**What to do**. Check every line below for the word "entry" and give only the number of lines where it appears.

(Data items)
_ _ _ _

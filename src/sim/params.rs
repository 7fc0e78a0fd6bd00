//! Simulation parameters.
//!
//! These parameters control stepping, collision response and the SPH fluid
//! force. They can be modified at runtime through the Bevy resource system.

use bevy::math::DVec3;
use bevy::prelude::*;

use super::error::SimError;
use super::integrator::Integrator;

/// Parameters of the SPH fluid force and its spatial hash.
///
/// Defaults describe a coarse, water-like fluid at the scale the demo scene
/// uses (particles spaced roughly one unit apart).
#[derive(Clone, Debug, PartialEq, Reflect)]
pub struct SphParams {
    /// Smoothing kernel radius (h).
    /// Particle pairs farther apart than this exert no fluid force.
    pub smoothing_radius: f64,

    /// Rest density of the fluid.
    pub rest_density: f64,

    /// Stiffness of the ideal-gas equation of state.
    /// `pressure = gas_constant * (density - rest_density)`
    pub gas_constant: f64,

    /// Viscosity coefficient (μ) scaling the viscous force.
    pub viscosity: f64,

    /// Edge length of a spatial hash cell.
    /// Should be close to the smoothing radius for efficient queries.
    pub cell_spacing: f64,

    /// Upper bound on particle count.
    /// Sizes the hash table (twice this many buckets).
    pub max_particles: usize,
}

impl Default for SphParams {
    fn default() -> Self {
        Self {
            smoothing_radius: 1.8,
            rest_density: 1.0,
            gas_constant: 20.0,
            viscosity: 0.5,
            cell_spacing: 1.8,
            max_particles: 4096,
        }
    }
}

impl SphParams {
    /// Creates parameters for a water-like fluid.
    pub fn water() -> Self {
        Self::default()
    }

    /// Creates parameters for a thick, honey-like fluid.
    pub fn honey() -> Self {
        Self {
            viscosity: 8.0,
            gas_constant: 10.0,
            ..Self::default()
        }
    }

    /// Set smoothing radius, keeping the hash cell size in step with it.
    pub fn with_smoothing_radius(mut self, h: f64) -> Self {
        self.smoothing_radius = h;
        self.cell_spacing = h;
        self
    }

    /// Set rest density.
    pub fn with_rest_density(mut self, rest_density: f64) -> Self {
        self.rest_density = rest_density;
        self
    }

    /// Set gas constant.
    pub fn with_gas_constant(mut self, gas_constant: f64) -> Self {
        self.gas_constant = gas_constant;
        self
    }

    /// Set viscosity.
    pub fn with_viscosity(mut self, viscosity: f64) -> Self {
        self.viscosity = viscosity;
        self
    }

    /// Set spatial hash cell spacing.
    pub fn with_cell_spacing(mut self, spacing: f64) -> Self {
        self.cell_spacing = spacing;
        self
    }

    /// Set maximum particle count.
    pub fn with_max_particles(mut self, max_particles: usize) -> Self {
        self.max_particles = max_particles;
        self
    }

    /// Poly6 normalisation: 315 / (64 π h⁹).
    pub fn poly6_coefficient(&self) -> f64 {
        315.0 / (64.0 * std::f64::consts::PI * self.smoothing_radius.powi(9))
    }

    /// Spiky gradient normalisation: 45 / (π h⁶).
    pub fn spiky_coefficient(&self) -> f64 {
        45.0 / (std::f64::consts::PI * self.smoothing_radius.powi(6))
    }

    /// Viscosity Laplacian normalisation: 45 / (π h⁶).
    pub fn viscosity_coefficient(&self) -> f64 {
        45.0 / (std::f64::consts::PI * self.smoothing_radius.powi(6))
    }

    /// Check that every parameter is usable.
    pub fn validate(&self) -> Result<(), SimError> {
        if !(self.smoothing_radius.is_finite() && self.smoothing_radius > 0.0) {
            return Err(SimError::InvalidSmoothingRadius(self.smoothing_radius));
        }
        if !(self.cell_spacing.is_finite() && self.cell_spacing > 0.0) {
            return Err(SimError::InvalidCellSpacing(self.cell_spacing));
        }
        if self.max_particles == 0 {
            return Err(SimError::ZeroCapacity);
        }
        if !(self.rest_density > 0.0) {
            return Err(SimError::InvalidCoefficient {
                name: "rest_density",
                value: self.rest_density,
            });
        }
        if self.gas_constant < 0.0 {
            return Err(SimError::InvalidCoefficient {
                name: "gas_constant",
                value: self.gas_constant,
            });
        }
        if self.viscosity < 0.0 {
            return Err(SimError::InvalidCoefficient {
                name: "viscosity",
                value: self.viscosity,
            });
        }
        Ok(())
    }
}

/// Parameters controlling the simulation loop.
#[derive(Resource, Clone, Debug, Reflect)]
#[reflect(Resource)]
pub struct SimParams {
    /// Time integration scheme.
    pub integrator: Integrator,

    /// Timestep used per tick.
    /// Use None to use the fixed-update delta of the app.
    pub fixed_timestep: Option<f64>,

    /// Constant acceleration applied through a gravity force.
    pub gravity: DVec3,

    /// Restitution for collider response.
    /// 0.0 = particles stop on contact, 1.0 = perfectly elastic bounce.
    pub k_elastic: f64,

    /// Tangential damping for collider response.
    /// 0.0 = frictionless, 1.0 = tangential velocity removed.
    pub k_friction: f64,

    /// Fluid parameters.
    pub sph: SphParams,
}

impl Default for SimParams {
    fn default() -> Self {
        Self {
            integrator: Integrator::SymplecticEuler,
            fixed_timestep: Some(0.01),
            gravity: DVec3::new(0.0, -9.81, 0.0),
            k_elastic: 0.5,
            k_friction: 0.0,
            sph: SphParams::default(),
        }
    }
}

impl SimParams {
    /// Parameters for the dam-break style fluid scene.
    pub fn fluid() -> Self {
        Self::default()
    }

    /// Parameters for a spring cloth: stiffer springs need a smaller step.
    pub fn cloth() -> Self {
        Self {
            fixed_timestep: Some(0.002),
            k_elastic: 0.1,
            k_friction: 0.2,
            ..Self::default()
        }
    }

    /// Set integrator.
    pub fn with_integrator(mut self, integrator: Integrator) -> Self {
        self.integrator = integrator;
        self
    }

    /// Set fixed timestep.
    pub fn with_timestep(mut self, dt: f64) -> Self {
        self.fixed_timestep = Some(dt);
        self
    }

    /// Set gravity.
    pub fn with_gravity(mut self, gravity: DVec3) -> Self {
        self.gravity = gravity;
        self
    }

    /// Set collision response coefficients.
    pub fn with_response(mut self, k_elastic: f64, k_friction: f64) -> Self {
        self.k_elastic = k_elastic;
        self.k_friction = k_friction;
        self
    }

    /// Set fluid parameters.
    pub fn with_sph(mut self, sph: SphParams) -> Self {
        self.sph = sph;
        self
    }

    /// Check that every parameter is usable.
    pub fn validate(&self) -> Result<(), SimError> {
        if let Some(dt) = self.fixed_timestep {
            if !(dt.is_finite() && dt > 0.0) {
                return Err(SimError::InvalidTimestep(dt));
            }
        }
        if !(0.0..=1.0).contains(&self.k_elastic) {
            return Err(SimError::InvalidCoefficient {
                name: "k_elastic",
                value: self.k_elastic,
            });
        }
        if !(0.0..=1.0).contains(&self.k_friction) {
            return Err(SimError::InvalidCoefficient {
                name: "k_friction",
                value: self.k_friction,
            });
        }
        self.sph.validate()
    }
}
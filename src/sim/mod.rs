//! Particle simulation core for Bevy.
//!
//! Point masses advance through time under accumulated forces, are swept
//! against static colliders after every step, and may interact as an SPH
//! fluid through a uniform-grid spatial hash.
//!
//! # Architecture
//!
//! - [`params`]: Simulation and SPH parameters
//! - [`particle`]: Particle data, block spawning and GPU instance layout
//! - [`system`]: Particle storage, force registry and state vectors
//! - [`force`]: Gravity, drag, springs and gravitation
//! - [`spatial`]: Spatial hashing for neighbour search
//! - [`sph`]: Smoothed-particle hydrodynamics force
//! - [`integrator`]: Euler, symplectic Euler, midpoint, RK2, RK4 and Verlet
//! - [`collider`]: Swept plane, sphere and box collisions
//! - [`cloth`]: Mass-spring cloth with Provot relaxation
//! - [`simulation`]: Per-tick integrate-then-collide driver
//! - [`plugin`]: Bevy plugin for easy integration
//!
//! # Example
//!
//! ```rust,no_run
//! use bevy::math::DVec3;
//! use particula::sim::prelude::*;
//!
//! let params = SimParams::fluid();
//! let block = ParticleBlock::new([8, 8, 8], 1.0, DVec3::new(-4.0, 5.0, -4.0)).with_jitter(0.5, 7);
//! let mut sim = Simulation::fluid_scene(&params, &block, 10.0).expect("valid parameters");
//! for _ in 0..100 {
//!     sim.tick(0.01);
//! }
//! ```

pub mod error;
pub mod params;
pub mod particle;
pub mod system;
pub mod force;
pub mod spatial;
pub mod sph;
pub mod integrator;
pub mod collider;
pub mod cloth;
pub mod simulation;
pub mod plugin;

/// Prelude for convenient imports.
pub mod prelude {
    pub use super::error::*;
    pub use super::params::*;
    pub use super::particle::*;
    pub use super::system::*;
    pub use super::force::*;
    pub use super::spatial::*;
    pub use super::sph::*;
    pub use super::integrator::*;
    pub use super::collider::*;
    pub use super::cloth::*;
    pub use super::simulation::*;
    pub use super::plugin::*;
}
//! Particle data structures and spawning utilities.
//!
//! A [`Particle`] is a plain state record owned by the
//! [`ParticleSystem`](super::system::ParticleSystem). Integrators write its
//! position and velocity, forces accumulate into `force`, and colliders
//! correct position and velocity after each step.

use bevy::math::DVec3;
use bevy::prelude::*;
use rand::{rngs::StdRng, Rng, SeedableRng};

/// Default display color for particles.
pub const DEFAULT_PARTICLE_COLOR: Color = Color::srgb(25.0 / 255.0, 151.0 / 255.0, 136.0 / 255.0);

/// A point mass.
#[derive(Clone, Debug)]
pub struct Particle {
    /// Index of this particle inside its system.
    pub id: usize,
    /// Current position.
    pub pos: DVec3,
    /// Position before the most recent integration step.
    pub prev_pos: DVec3,
    /// Current velocity.
    pub vel: DVec3,
    /// Force accumulator, rebuilt on every derivative evaluation.
    pub force: DVec3,
    /// Mass, must be positive.
    pub mass: f64,
    /// Display radius.
    pub radius: f64,
    /// SPH density (fluid particles only).
    pub density: f64,
    /// SPH pressure (fluid particles only).
    pub pressure: f64,
    /// Display color, never read by the physics.
    pub color: Color,
}

impl Default for Particle {
    fn default() -> Self {
        Self {
            id: 0,
            pos: DVec3::ZERO,
            prev_pos: DVec3::ZERO,
            vel: DVec3::ZERO,
            force: DVec3::ZERO,
            mass: 1.0,
            radius: 1.0,
            density: 0.0,
            pressure: 0.0,
            color: DEFAULT_PARTICLE_COLOR,
        }
    }
}

impl Particle {
    /// Create a resting particle at a given position.
    pub fn new(pos: DVec3) -> Self {
        Self {
            pos,
            prev_pos: pos,
            ..default()
        }
    }

    /// Set initial velocity.
    pub fn with_velocity(mut self, vel: DVec3) -> Self {
        self.vel = vel;
        self
    }

    /// Set mass.
    pub fn with_mass(mut self, mass: f64) -> Self {
        self.mass = mass;
        self
    }

    /// Set display radius.
    pub fn with_radius(mut self, radius: f64) -> Self {
        self.radius = radius;
        self
    }

    /// Set display color.
    pub fn with_color(mut self, color: Color) -> Self {
        self.color = color;
        self
    }

    /// Acceleration implied by the accumulated force.
    #[inline]
    pub fn acceleration(&self) -> DVec3 {
        self.force / self.mass
    }

    /// Displacement over the most recent step.
    #[inline]
    pub fn displacement(&self) -> DVec3 {
        self.pos - self.prev_pos
    }
}

/// A regular block of particles, optionally jittered.
///
/// Positions are laid out x-major, then y, then z, so that
/// `index = (i * ny + j) * nz + k`.
#[derive(Clone, Debug)]
pub struct ParticleBlock {
    /// Number of particles along each axis.
    pub count: [usize; 3],
    /// Spacing between neighbouring particles per axis.
    pub spacing: DVec3,
    /// Position of the first particle.
    pub origin: DVec3,
    /// Maximum horizontal (x/z) displacement applied to each particle.
    pub jitter: f64,
    /// Seed for the jitter generator.
    pub seed: u64,
}

impl Default for ParticleBlock {
    fn default() -> Self {
        Self {
            count: [8, 8, 8],
            spacing: DVec3::ONE,
            origin: DVec3::ZERO,
            jitter: 0.0,
            seed: 0,
        }
    }
}

impl ParticleBlock {
    /// Create a block of `count` particles spaced `spacing` apart from `origin`.
    pub fn new(count: [usize; 3], spacing: f64, origin: DVec3) -> Self {
        Self {
            count,
            spacing: DVec3::splat(spacing),
            origin,
            ..default()
        }
    }

    /// Add seeded horizontal jitter so columns don't stack perfectly.
    pub fn with_jitter(mut self, jitter: f64, seed: u64) -> Self {
        self.jitter = jitter;
        self.seed = seed;
        self
    }

    /// Total number of particles in the block.
    pub fn len(&self) -> usize {
        self.count[0] * self.count[1] * self.count[2]
    }

    /// Check if the block holds no particles.
    pub fn is_empty(&self) -> bool {
        self.len() == 0
    }

    /// Generate particle positions for this block.
    pub fn positions(&self) -> Vec<DVec3> {
        let mut rng = StdRng::seed_from_u64(self.seed);
        let mut positions = Vec::with_capacity(self.len());

        for i in 0..self.count[0] {
            for j in 0..self.count[1] {
                for k in 0..self.count[2] {
                    let mut pos = self.origin
                        + DVec3::new(i as f64, j as f64, k as f64) * self.spacing;
                    if self.jitter > 0.0 {
                        pos.x += rng.gen_range(-self.jitter..=self.jitter);
                        pos.z += rng.gen_range(-self.jitter..=self.jitter);
                    }
                    positions.push(pos);
                }
            }
        }

        positions
    }

    /// Generate resting particles with the given mass and display radius.
    pub fn particles(&self, mass: f64, radius: f64) -> Vec<Particle> {
        self.positions()
            .into_iter()
            .map(|pos| Particle::new(pos).with_mass(mass).with_radius(radius))
            .collect()
    }
}

/// GPU-compatible particle instance layout for the renderer.
#[repr(C)]
#[derive(Clone, Copy, Debug, Default, PartialEq, bytemuck::Pod, bytemuck::Zeroable)]
pub struct GpuParticle {
    /// Position (xyz) + display radius (w).
    pub position_radius: [f32; 4],
    /// Velocity (xyz) + density (w).
    pub velocity_density: [f32; 4],
    /// Color (linear rgba).
    pub color: [f32; 4],
}

impl From<&Particle> for GpuParticle {
    fn from(p: &Particle) -> Self {
        let color = p.color.to_linear();
        Self {
            position_radius: [p.pos.x as f32, p.pos.y as f32, p.pos.z as f32, p.radius as f32],
            velocity_density: [p.vel.x as f32, p.vel.y as f32, p.vel.z as f32, p.density as f32],
            color: [color.red, color.green, color.blue, color.alpha],
        }
    }
}

#[cfg(test)]
mod tests {
    use super::*;

    #[test]
    fn test_new_particle_at_rest() {
        let p = Particle::new(DVec3::new(1.0, 2.0, 3.0));
        assert_eq!(p.prev_pos, p.pos);
        assert_eq!(p.vel, DVec3::ZERO);
        assert_eq!(p.mass, 1.0);
        assert_eq!(p.density, 0.0);
        assert_eq!(p.pressure, 0.0);
    }

    #[test]
    fn test_block_layout() {
        let block = ParticleBlock::new([2, 3, 4], 0.5, DVec3::new(1.0, 0.0, 0.0));
        let positions = block.positions();

        assert_eq!(positions.len(), 24);
        assert_eq!(positions[0], DVec3::new(1.0, 0.0, 0.0));
        // (i=1, j=2, k=3)
        assert_eq!(positions[(1 * 3 + 2) * 4 + 3], DVec3::new(1.5, 1.0, 1.5));
    }

    #[test]
    fn test_block_jitter_is_deterministic() {
        let block = ParticleBlock::new([3, 3, 3], 1.0, DVec3::ZERO).with_jitter(0.5, 42);
        let a = block.positions();
        let b = block.positions();
        assert_eq!(a, b);

        let regular = ParticleBlock::new([3, 3, 3], 1.0, DVec3::ZERO).positions();
        for (jittered, base) in a.iter().zip(&regular) {
            assert_eq!(jittered.y, base.y, "jitter must stay horizontal");
            assert!((jittered.x - base.x).abs() <= 0.5);
            assert!((jittered.z - base.z).abs() <= 0.5);
        }
    }

    #[test]
    fn test_gpu_particle_layout() {
        assert_eq!(std::mem::size_of::<GpuParticle>(), 48);

        let p = Particle::new(DVec3::new(1.0, 2.0, 3.0)).with_radius(0.25);
        let gpu = GpuParticle::from(&p);
        assert_eq!(gpu.position_radius, [1.0, 2.0, 3.0, 0.25]);

        let bytes: &[u8] = bytemuck::bytes_of(&gpu);
        assert_eq!(bytes.len(), 48);
    }
}
//! Time integration schemes.
//!
//! Every scheme advances a [`ParticleSystem`] by exactly one step of `dt`:
//! time moves forward by `dt` once, positions and velocities are written, and
//! forces are left evaluated at the final state. Multi-stage schemes
//! re-evaluate forces after every intermediate state write.

use bevy::math::DVec3;
use bevy::prelude::*;

use super::system::ParticleSystem;

/// Numerical integration scheme.
#[derive(Clone, Copy, Debug, Default, PartialEq, Eq, Hash, Reflect)]
pub enum Integrator {
    /// Explicit forward Euler, first order.
    Euler,
    /// Semi-implicit Euler: velocity first, then position from the new velocity.
    #[default]
    SymplecticEuler,
    /// Explicit midpoint, second order.
    Midpoint,
    /// Heun's method, second order.
    Rk2,
    /// Classic fourth-order Runge-Kutta.
    Rk4,
    /// Position Verlet with velocity reconstructed from the displacement.
    Verlet,
}

impl Integrator {
    pub const ALL: [Integrator; 6] = [
        Integrator::Euler,
        Integrator::SymplecticEuler,
        Integrator::Midpoint,
        Integrator::Rk2,
        Integrator::Rk4,
        Integrator::Verlet,
    ];

    pub fn name(&self) -> &'static str {
        match self {
            Integrator::Euler => "Euler",
            Integrator::SymplecticEuler => "Symplectic Euler",
            Integrator::Midpoint => "Midpoint",
            Integrator::Rk2 => "RK2",
            Integrator::Rk4 => "RK4",
            Integrator::Verlet => "Verlet",
        }
    }

    /// Advance `system` by `dt`.
    ///
    /// `prev_pos` of every particle holds its position at entry afterwards.
    pub fn step(&self, system: &mut ParticleSystem, dt: f64) {
        if system.is_empty() {
            system.set_time(system.time() + dt);
            return;
        }

        let entry = system.positions();
        system.refresh_forces();

        match self {
            Integrator::Euler => euler(system, dt),
            Integrator::SymplecticEuler => symplectic_euler(system, dt),
            Integrator::Midpoint => midpoint(system, dt),
            Integrator::Rk2 => rk2(system, dt),
            Integrator::Rk4 => rk4(system, dt),
            Integrator::Verlet => verlet(system, dt),
        }

        system.set_previous_positions(&entry);
    }
}

/// `x + h * k`, element-wise.
fn advance(x: &[DVec3], h: f64, k: &[DVec3]) -> Vec<DVec3> {
    x.iter().zip(k).map(|(&x, &k)| x + h * k).collect()
}

/// Write a state and time, then re-evaluate forces there.
fn write_stage(system: &mut ParticleSystem, state: &[DVec3], time: f64) {
    system.set_state(state);
    system.set_time(time);
    system.update_forces();
}

fn euler(system: &mut ParticleSystem, dt: f64) {
    let t0 = system.time();
    let x0 = system.state();
    let dx = system.derivative();
    write_stage(system, &advance(&x0, dt, &dx), t0 + dt);
}

fn symplectic_euler(system: &mut ParticleSystem, dt: f64) {
    let t0 = system.time();
    let v1 = advance(&system.velocities(), dt, &system.accelerations());
    let p1 = advance(&system.positions(), dt, &v1);
    system.set_velocities(&v1);
    system.set_positions(&p1);
    system.set_time(t0 + dt);
    system.update_forces();
}

fn midpoint(system: &mut ParticleSystem, dt: f64) {
    let t0 = system.time();
    let x0 = system.state();
    let k1 = system.derivative();
    write_stage(system, &advance(&x0, 0.5 * dt, &k1), t0 + 0.5 * dt);

    let k_mid = system.derivative();
    write_stage(system, &advance(&x0, dt, &k_mid), t0 + dt);
}

fn rk2(system: &mut ParticleSystem, dt: f64) {
    let t0 = system.time();
    let x0 = system.state();
    let k1 = system.derivative();
    write_stage(system, &advance(&x0, dt, &k1), t0 + dt);

    let k2 = system.derivative();
    let x1: Vec<DVec3> = x0
        .iter()
        .zip(k1.iter().zip(&k2))
        .map(|(&x, (&a, &b))| x + 0.5 * dt * (a + b))
        .collect();
    write_stage(system, &x1, t0 + dt);
}

fn rk4(system: &mut ParticleSystem, dt: f64) {
    let t0 = system.time();
    let half = 0.5 * dt;
    let x0 = system.state();

    let k1 = system.derivative();
    write_stage(system, &advance(&x0, half, &k1), t0 + half);

    let k2 = system.derivative();
    write_stage(system, &advance(&x0, half, &k2), t0 + half);

    let k3 = system.derivative();
    write_stage(system, &advance(&x0, dt, &k3), t0 + dt);

    let k4 = system.derivative();
    let x1: Vec<DVec3> = (0..x0.len())
        .map(|i| x0[i] + dt / 6.0 * (k1[i] + 2.0 * k2[i] + 2.0 * k3[i] + k4[i]))
        .collect();
    write_stage(system, &x1, t0 + dt);
}

fn verlet(system: &mut ParticleSystem, dt: f64) {
    let t0 = system.time();
    let pt = system.positions();
    let pmt = if t0 == 0.0 {
        advance(&pt, -dt, &system.velocities())
    } else {
        system.previous_positions()
    };

    let acc = system.accelerations();
    let pdt: Vec<DVec3> = (0..pt.len())
        .map(|i| pt[i] + (pt[i] - pmt[i]) + dt * dt * acc[i])
        .collect();
    let vdt: Vec<DVec3> = pdt.iter().zip(&pt).map(|(&a, &b)| (a - b) / dt).collect();

    system.set_positions(&pdt);
    system.set_velocities(&vdt);
    system.set_time(t0 + dt);
    system.update_forces();
}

_ _ _ _

**Completed task**. 3